Conclusion
Selumetinib can protect chondrocytes by regulating necroptosis to prevent the progression of OA and reduce osteoclast formation. In summary, our findings suggest that selumetinib has potential as a therapeutic agent for OA.
Methods
In vitro experiments, interleukin-1β (IL-1β) was used to induce necroptosis of chondrocytes. We used high-density cell culture, Western Blot and PT-PCR to observe the effect of different concentrations of selumetinib on the extracellular matrix of cartilage. Afterwards, we visualized the effect of selumetinib on osteoclast formation by TRAP staining and F-actin rings.

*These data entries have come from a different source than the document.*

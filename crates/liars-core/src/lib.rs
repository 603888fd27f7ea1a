#![deny(warnings)]
pub mod belief;
pub mod game;
pub mod model;

pub struct AppInfo;

impl AppInfo {
    pub const fn name() -> &'static str {
        "liars-dice"
    }

    pub const fn codename() -> &'static str {
        "Perudo Table"
    }

    pub const fn version() -> &'static str {
        env!("CARGO_PKG_VERSION")
    }
}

In vivo experiment, we induced experimental osteoarthritis in mice by surgically destabilizing the medial meniscus (DMM) while administering different concentrations of selumetinib intraperitoneally.
Results
Selumetinib promoted cartilage matrix synthesis and inhibited matrix decomposition. We found that selumetinib exerted a protective function by inhibiting the activation of RIP1/RIP3/MLKL signaling pathways in chondrocytes. Selumetinib also inhibited the activation of RANKL-induced NF-κB and MAPK signaling pathways in BMMs, thereby interfering with the expression of osteoclast marker genes. In the DMM-induced OA model, a postsurgical injection of selumetinib inhibited cartilage destruction and lessened the formation of TRAP-positive osteoclasts in subchondral bone.